Suppliers looking to export to Asia should avoid being Euro-centric at all costs and avoid “slavishly repeating” marketing strategies that have worked in Europe.
That was the view of managing director of Food Asia Marketing, John Piper, who was speaking today (5 September) at Asiafruit Congress in a session on EU exporters and strategies for success in Asia.
Piper, who helped French kiwifruit brand Oscar break into Asia in the 90s, said the keys to success lie in having a “thorough understanding” and firm grasp of the subtle differences in Asian markets.
“Analyse competitors. Copy them unashamedly within legal limits, and do better where it is possible to do so,” he said. “Do not slavishly repeat what works in Europe. You are in Asia. Avoid at all costs being Euro-centric.”
Suppliers should also work to develop networks and relationships, and invest in marketing a brand to consumers, he added.
Despite the challenges, Piper said opportunities in Asia remain huge, especially in China, which is still seeing year-on-year growth of seven per cent per annum.
“All this is happening while the middle class in Europe and America is shrinking,” he said. “We are witnessing the end of the European global dominance, and we are witnessing the beginning of the era of Asian global dominance. So the question is really, how can you afford not to have a presence in Asia?”
Presenting a case study of EU export success in Asia, Marc Evrard, managing director of Belgian cooperative BFV said the unusual appearance of the Conference pear, with its distinctive russeting, meant the company had to invest a huge amount in consumer education.
“China was interesting to us already around 15 years ago, because as a target market it has a huge population, an interesting retail supply structure, and affordable transport costs,” he said. “Transporting 1kg of fruit from Antwerp to eastern China by truck costs the same amount as transporting to any city in Spain.”
Dole China’s Andy Zhang, who worked with Evrard to introduce Belgian Conference pears to China, explained how in-store displays, innovative packaging and tasting were part of a comprehensive marketing strategy.
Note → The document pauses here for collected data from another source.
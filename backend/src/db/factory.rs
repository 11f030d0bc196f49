//! Repository factory for dependency injection.
//!
//! Creates the configured [`PersonRepository`] backend from a
//! [`RepositoryType`], the environment, or an [`AppConfig`].

use std::str::FromStr;
use std::sync::Arc;

use log::info;

use super::repositories::LocalRepository;
#[cfg(feature = "postgres-repo")]
use super::repositories::PostgresRepository;
use super::repository::{PersonRepository, RepositoryError, RepositoryResult};
use super::PostgresConfig;
use crate::config::AppConfig;

/// Repository type configuration.
#[derive(Debug, Clone, Copy, PartialEq, Eq)]
pub enum RepositoryType {
    /// Postgres + Diesel implementation
    Postgres,
    /// In-memory local repository
    Local,
}

impl FromStr for RepositoryType {
    type Err = String;

    /// Parse repository type from string ("postgres", "pg", "local"), case-insensitive.
    fn from_str(s: &str) -> Result<Self, Self::Err> {
        match s.to_lowercase().as_str() {
            "postgres" | "pg" => Ok(Self::Postgres),
            "local" => Ok(Self::Local),
            _ => Err(format!("Unknown repository type: {}", s)),
        }
    }
}

impl RepositoryType {
    /// Get repository type from environment variable.
    ///
    /// Reads `REPOSITORY_TYPE`. When unset, defaults to Postgres if a
    /// database URL is present, otherwise Local.
    ///
    /// # Errors
    /// Returns a configuration error if `REPOSITORY_TYPE` names no known backend.
    pub fn from_env() -> RepositoryResult<Self> {
        if let Ok(val) = std::env::var("REPOSITORY_TYPE") {
            return val.parse().map_err(|e: String| {
                RepositoryError::configuration(e).with_operation("repository_type_from_env")
            });
        }

        if std::env::var("DATABASE_URL").is_ok() || std::env::var("PG_DATABASE_URL").is_ok() {
            Ok(Self::Postgres)
        } else {
            Ok(Self::Local)
        }
    }
}

/// Repository factory for creating repository instances.
///
/// # Example
/// ```ignore
/// use person_registry::config::AppConfig;
/// use person_registry::db::RepositoryFactory;
///
/// #[tokio::main]
/// async fn main() -> Result<(), Box<dyn std::error::Error>> {
///     let config = AppConfig::load()?;
///     let repo = RepositoryFactory::from_config(&config).await?;
///     assert!(repo.health_check().await?);
///     Ok(())
/// }
/// ```
pub struct RepositoryFactory;

impl RepositoryFactory {
    /// Create a repository instance based on type.
    ///
    /// # Arguments
    /// * `repo_type` - Type of repository to create
    /// * `postgres_config` - Optional database configuration (required for Postgres)
    pub async fn create(
        repo_type: RepositoryType,
        postgres_config: Option<&PostgresConfig>,
    ) -> RepositoryResult<Arc<dyn PersonRepository>> {
        match repo_type {
            RepositoryType::Postgres => {
                #[cfg(feature = "postgres-repo")]
                {
                    let config = postgres_config.ok_or_else(|| {
                        RepositoryError::configuration(
                            "Postgres repository requires PostgresConfig",
                        )
                    })?;
                    let pg = Self::create_postgres(config).await?;
                    Ok(pg as Arc<dyn PersonRepository>)
                }
                #[cfg(not(feature = "postgres-repo"))]
                {
                    let _ = postgres_config;
                    Err(postgres_disabled())
                }
            }
            RepositoryType::Local => Ok(Self::create_local()),
        }
    }

    /// Create a Postgres repository, running pending migrations.
    #[cfg(feature = "postgres-repo")]
    pub async fn create_postgres(
        config: &PostgresConfig,
    ) -> RepositoryResult<Arc<PostgresRepository>> {
        let config = config.clone();
        let repo = tokio::task::spawn_blocking(move || PostgresRepository::new(config))
            .await
            .map_err(|e| RepositoryError::internal(format!("Task join error: {}", e)))??;
        info!("Postgres repository ready");
        Ok(Arc::new(repo))
    }

    /// Create an in-memory local repository.
    pub fn create_local() -> Arc<dyn PersonRepository> {
        info!("Using in-memory local repository");
        Arc::new(LocalRepository::new())
    }

    /// Create repository from environment configuration.
    ///
    /// See [`RepositoryType::from_env`] and `PostgresConfig::from_env`.
    pub async fn from_env() -> RepositoryResult<Arc<dyn PersonRepository>> {
        match RepositoryType::from_env()? {
            RepositoryType::Postgres => {
                #[cfg(feature = "postgres-repo")]
                {
                    let config =
                        PostgresConfig::from_env().map_err(RepositoryError::configuration)?;
                    let pg = Self::create_postgres(&config).await?;
                    Ok(pg as Arc<dyn PersonRepository>)
                }
                #[cfg(not(feature = "postgres-repo"))]
                {
                    Err(postgres_disabled())
                }
            }
            RepositoryType::Local => Ok(Self::create_local()),
        }
    }

    /// Create repository from the application configuration.
    pub async fn from_config(config: &AppConfig) -> RepositoryResult<Arc<dyn PersonRepository>> {
        let repo_type = config
            .repository_type()
            .map_err(|e| RepositoryError::configuration(e.to_string()))?;

        match repo_type {
            RepositoryType::Postgres => {
                #[cfg(feature = "postgres-repo")]
                {
                    let pg_config = config
                        .postgres
                        .to_postgres_config()
                        .map_err(|e| RepositoryError::configuration(e.to_string()))?;
                    let pg = Self::create_postgres(&pg_config).await?;
                    Ok(pg as Arc<dyn PersonRepository>)
                }
                #[cfg(not(feature = "postgres-repo"))]
                {
                    Err(postgres_disabled())
                }
            }
            RepositoryType::Local => Ok(Self::create_local()),
        }
    }
}

#[cfg(not(feature = "postgres-repo"))]
fn postgres_disabled() -> RepositoryError {
    RepositoryError::configuration("Postgres repository feature not enabled")
}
“We had to compare Conference pears with our common pear, on colour, shape and taste. This was hard at the beginning. We started in the east with Beijing, Shanghai and Guangzhou. We needed to find a targeted customer for Conference pears in China.
“The shape is completely different – the consumers didn’t recognise this – so we created different packaging to create value add, and become self-selling.”
“Young people want something different, they want something exclusive, so we looked at different formats such as gift packs,” he added.
Exporting a brand into Asia also requires 12-month consistency of supply, according to Alberto Garbuglia, of branded kiwifruit Sweeki marketer Origine Group. Without this, consumers are unable to find their favourite brand in store at any time, which devalues marketing campaigns and enagement, he said.
Garbuglia revealed thatOrigine has recently welcomed a new shareholder, Chilean company David del Curto, to secure the year-round supply of Sweeki and continue expansion across Asia.